O Joio e O Trigo

Quando a comida é feita para ser postada, importa se ela é boa?

, especial para o Joio

O que a lasanha mais instagramável de São Paulo, doces com nomes de artistas e uma cafeteria de visual futurista dizem sobre a ‘experiência do consumidor’ e o retrato de uma era de ansiedade pós-pandemia

Ao receber o meu aceno silencioso de “está gravando”, o garçom foi levantando a forma redonda de metal, revelando aos poucos todas as camadas de uma lasanha à bolonhesa, até ela terminar em uma massaroca vermelha oleosa no prato, coberta por um molho branco bastante espesso.

Olhei ao meu redor no salão bem iluminado do restaurante e as outras mesas estavam vivendo o mesmo ritual de derramamento da chamada “lasanha mais instagramável de São Paulo”.

Um casal na mesa vizinha levou até uma luz portátil para filmar o espetáculo com maior riqueza de detalhes. “Essa é a lasanha mais bonita que já vi”, bradou um deles olhando para o iPhone em riste, revelando de que se tratava de um casal de influenciadores.

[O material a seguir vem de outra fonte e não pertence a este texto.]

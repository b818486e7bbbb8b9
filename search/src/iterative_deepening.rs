//! Iterative deepening: depth-limited search with limits 0, 1, 2, …

use std::mem;

use tracing::debug;

use crate::branching::EbfEstimator;
use crate::cancel::CancelToken;
use crate::depth_limited::DepthLimitedSearch;
use crate::error::SearchError;
use crate::expander::NodeExpander;
use crate::metrics::Metrics;
use crate::outcome::{DepthLimitedOutcome, Failure, SearchOutcome, Termination};
use crate::problem::Problem;
use crate::search::Search;

/// Repeats depth-limited search with a growing bound until a round ends in
/// anything other than a cutoff.
///
/// One [`NodeExpander`] is moved into every round and taken back afterwards,
/// so its counter covers the whole run. Finds the shallowest solution, like
/// breadth-first search, with depth-first memory use.
#[derive(Debug, Clone, Default)]
pub struct IterativeDeepeningSearch {
    expander: NodeExpander,
    estimator: EbfEstimator,
    metrics: Metrics,
}

impl IterativeDeepeningSearch {
    #[must_use]
    pub fn new() -> Self {
        Self::default()
    }

    /// # Errors
    ///
    /// Returns [`SearchError::InvalidEstimator`] if `estimator` fails
    /// validation.
    pub fn with_estimator(estimator: EbfEstimator) -> Result<Self, SearchError> {
        estimator.validate()?;
        Ok(Self {
            estimator,
            ..Self::default()
        })
    }

    /// Metrics aggregated over every round of the most recent invocation.
    #[must_use]
    pub fn metrics(&self) -> &Metrics {
        &self.metrics
    }

    pub fn node_expander_mut(&mut self) -> &mut NodeExpander {
        &mut self.expander
    }

    /// Fold one round's metrics into the run totals.
    ///
    /// Expansions add up; path cost and queue size reflect the latest round.
    /// Only a round with positive path cost (a solution below the root)
    /// updates the branching factor and the queue high-water mark.
    fn merge_round(&mut self, round: &Metrics) {
        self.metrics.nodes_expanded += round.nodes_expanded();
        self.metrics.path_cost = round.path_cost();
        self.metrics.queue_size = round.queue_size();
        if round.path_cost() > 0.0 {
            self.metrics.effective_branch_factor = self
                .estimator
                .estimate(self.expander.expand_calls(), round.path_cost())
                .unwrap_or(0.0);
            self.metrics.max_queue_size = round.max_queue_size();
        }
    }

    fn fail<S, A>(&mut self, failure: Failure) -> SearchOutcome<S, A> {
        self.metrics.record_failure(failure);
        debug!(
            nodes_expanded = self.metrics.nodes_expanded,
            ?failure,
            "iterative deepening failed"
        );
        SearchOutcome::Failed(failure)
    }
}

impl<P: Problem> Search<P> for IterativeDeepeningSearch {
    fn find_node(
        &mut self,
        problem: &P,
        cancel: &CancelToken,
    ) -> SearchOutcome<P::State, P::Action> {
        self.metrics.clear();
        self.expander.reset_counter();
        debug!("iterative deepening started");

        for limit in 0..=u32::MAX {
            if cancel.is_cancelled() {
                return self.fail(Failure::Cancelled);
            }
            let expander = mem::take(&mut self.expander);
            let mut round = DepthLimitedSearch::with_parts(limit, expander, self.estimator);
            let outcome = round.find_outcome(problem, cancel);
            let round_metrics = round.metrics().clone();
            self.expander = round.into_expander();
            self.merge_round(&round_metrics);
            debug!(
                limit,
                round_expanded = round_metrics.nodes_expanded(),
                total_expanded = self.metrics.nodes_expanded,
                "iterative deepening round finished"
            );

            match outcome {
                DepthLimitedOutcome::Cutoff => {}
                DepthLimitedOutcome::Solution(node) => {
                    self.metrics.termination = Some(Termination::GoalReached);
                    debug!(
                        limit,
                        path_cost = node.path_cost(),
                        "iterative deepening reached goal"
                    );
                    return SearchOutcome::Found(node);
                }
                DepthLimitedOutcome::Failure => return self.fail(Failure::Exhausted),
            }
        }

        let failure = if cancel.is_cancelled() {
            Failure::Cancelled
        } else {
            Failure::DepthLimitReached
        };
        self.fail(failure)
    }

    fn metrics(&self) -> &Metrics {
        &self.metrics
    }

    fn node_expander_mut(&mut self) -> &mut NodeExpander {
        &mut self.expander
    }
}
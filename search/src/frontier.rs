//! Frontier strategies: FIFO, LIFO, and evaluation-ordered.
//!
//! The search engine only sees the [`Frontier`] trait; swapping the frontier
//! swaps the strategy.

use std::cmp::{Ordering, Reverse};
use std::collections::{BinaryHeap, VecDeque};
use std::rc::Rc;

use crate::evaluation::EvaluationFunction;
use crate::node::Node;

/// Not-yet-expanded nodes awaiting exploration.
pub trait Frontier<S, A> {
    /// Add a node.
    fn insert(&mut self, node: Rc<Node<S, A>>);

    /// Remove the next node according to the frontier's policy.
    fn remove(&mut self) -> Option<Rc<Node<S, A>>>;

    fn is_empty(&self) -> bool;

    fn len(&self) -> usize;

    /// Whether graph search may queue a cheaper path to a state that is
    /// already waiting here. FIFO and LIFO keep the path found first.
    fn admits_cheaper_duplicates(&self) -> bool {
        false
    }
}

/// First-in, first-out: breadth-first order.
#[derive(Debug)]
pub struct FifoFrontier<S, A> {
    queue: VecDeque<Rc<Node<S, A>>>,
}

impl<S, A> FifoFrontier<S, A> {
    #[must_use]
    pub fn new() -> Self {
        Self {
            queue: VecDeque::new(),
        }
    }
}

impl<S, A> Default for FifoFrontier<S, A> {
    fn default() -> Self {
        Self::new()
    }
}

impl<S, A> Frontier<S, A> for FifoFrontier<S, A> {
    fn insert(&mut self, node: Rc<Node<S, A>>) {
        self.queue.push_back(node);
    }

    fn remove(&mut self) -> Option<Rc<Node<S, A>>> {
        self.queue.pop_front()
    }

    fn is_empty(&self) -> bool {
        self.queue.is_empty()
    }

    fn len(&self) -> usize {
        self.queue.len()
    }
}

/// Last-in, first-out: depth-first order.
#[derive(Debug)]
pub struct LifoFrontier<S, A> {
    stack: Vec<Rc<Node<S, A>>>,
}

impl<S, A> LifoFrontier<S, A> {
    #[must_use]
    pub fn new() -> Self {
        Self { stack: Vec::new() }
    }
}

impl<S, A> Default for LifoFrontier<S, A> {
    fn default() -> Self {
        Self::new()
    }
}

impl<S, A> Frontier<S, A> for LifoFrontier<S, A> {
    fn insert(&mut self, node: Rc<Node<S, A>>) {
        self.stack.push(node);
    }

    fn remove(&mut self) -> Option<Rc<Node<S, A>>> {
        self.stack.pop()
    }

    fn is_empty(&self) -> bool {
        self.stack.is_empty()
    }

    fn len(&self) -> usize {
        self.stack.len()
    }
}

/// The priority ordering key: `(f, insertion_order)`.
///
/// Lower `f` first; ties broken by older insertion. `f` is compared with
/// `f64::total_cmp`, so the order is total even for NaN scores.
#[derive(Debug, Clone, Copy)]
pub struct PriorityKey {
    pub f: f64,
    pub insertion_order: u64,
}

impl PartialEq for PriorityKey {
    fn eq(&self, other: &Self) -> bool {
        self.cmp(other) == Ordering::Equal
    }
}

impl Eq for PriorityKey {}

impl PartialOrd for PriorityKey {
    fn partial_cmp(&self, other: &Self) -> Option<Ordering> {
        Some(self.cmp(other))
    }
}

impl Ord for PriorityKey {
    fn cmp(&self, other: &Self) -> Ordering {
        self.f
            .total_cmp(&other.f)
            .then(self.insertion_order.cmp(&other.insertion_order))
    }
}

/// A frontier entry wrapping a node with its ordering key.
///
/// `BinaryHeap` is a max-heap, so we use `Reverse<PriorityKey>` to get
/// min-heap behavior (lowest `f` first).
#[derive(Debug)]
struct PriorityEntry<S, A> {
    key: Reverse<PriorityKey>,
    node: Rc<Node<S, A>>,
}

impl<S, A> PartialEq for PriorityEntry<S, A> {
    fn eq(&self, other: &Self) -> bool {
        self.key == other.key
    }
}

impl<S, A> Eq for PriorityEntry<S, A> {}

impl<S, A> PartialOrd for PriorityEntry<S, A> {
    fn partial_cmp(&self, other: &Self) -> Option<Ordering> {
        Some(self.cmp(other))
    }
}

impl<S, A> Ord for PriorityEntry<S, A> {
    fn cmp(&self, other: &Self) -> Ordering {
        self.key.cmp(&other.key)
    }
}

/// Evaluation-ordered frontier for best-first strategies.
///
/// Each node is scored once, on insertion.
pub struct PriorityFrontier<S, A, E> {
    heap: BinaryHeap<PriorityEntry<S, A>>,
    evaluation: E,
    next_insertion: u64,
}

impl<S, A, E: EvaluationFunction<S, A>> PriorityFrontier<S, A, E> {
    #[must_use]
    pub fn new(evaluation: E) -> Self {
        Self {
            heap: BinaryHeap::new(),
            evaluation,
            next_insertion: 0,
        }
    }

    /// The key of the node `remove` would return next.
    #[must_use]
    pub fn peek_key(&self) -> Option<PriorityKey> {
        self.heap.peek().map(|e| e.key.0)
    }
}

impl<S, A, E: EvaluationFunction<S, A>> Frontier<S, A> for PriorityFrontier<S, A, E> {
    fn insert(&mut self, node: Rc<Node<S, A>>) {
        let key = PriorityKey {
            f: self.evaluation.f(&node),
            insertion_order: self.next_insertion,
        };
        self.next_insertion += 1;
        self.heap.push(PriorityEntry {
            key: Reverse(key),
            node,
        });
    }

    fn remove(&mut self) -> Option<Rc<Node<S, A>>> {
        self.heap.pop().map(|e| e.node)
    }

    fn is_empty(&self) -> bool {
        self.heap.is_empty()
    }

    fn len(&self) -> usize {
        self.heap.len()
    }

    fn admits_cheaper_duplicates(&self) -> bool {
        true
    }
}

Após o espetáculo de dez segundos, dei uma garfada generosa na lasanha, tentando pegar todas as camadas de uma vez só. O gosto era de uma lasanha comum, mas três vezes mais salgada. Não estava ruim, mas também não era nada emocionante o bastante como o casal de influenciadores ao lado disse ser.

Lasanha do restaurante Pappagallo Cucina ganhou a fama de ser a mais instagramável.

A pequena descarga de dopamina que senti ao gravar a revelação da comida foi mais gratificante do que comê-la. E eu gosto muito de comer.

O prato custou R$ 79 no cardápio de almoço executivo, preço que cobriu também uma entrada e uma sobremesa. Voltei para casa com a típica expressão no rosto de quem comeu mal e pagou muito por isso.

A lasanha desconstruída foi a primeira parte de uma aventura que embarquei a pedido de O Joio e O Trigo. Com um orçamento, um celular e um bloquinho de notas no bolso, percorri alguns dos estabelecimentos mais bombados nas redes sociais para descobrir se uma comida vendida como “instagramável” é boa ou apenas mais um objeto para postar nas nossas redes sociais. 

E o restaurante Pappagallo Cucina apareceu no meu feed assim que conversei com o editor sobre a pauta. Em segundos, o Instagram começou a me empurrar dezenas de vídeos de influenciadores diferentes, mas todos muito parecidos entre si, mostrando exatamente a mesma lasanha sendo derramada no prato. Não é magia: é algoritmo.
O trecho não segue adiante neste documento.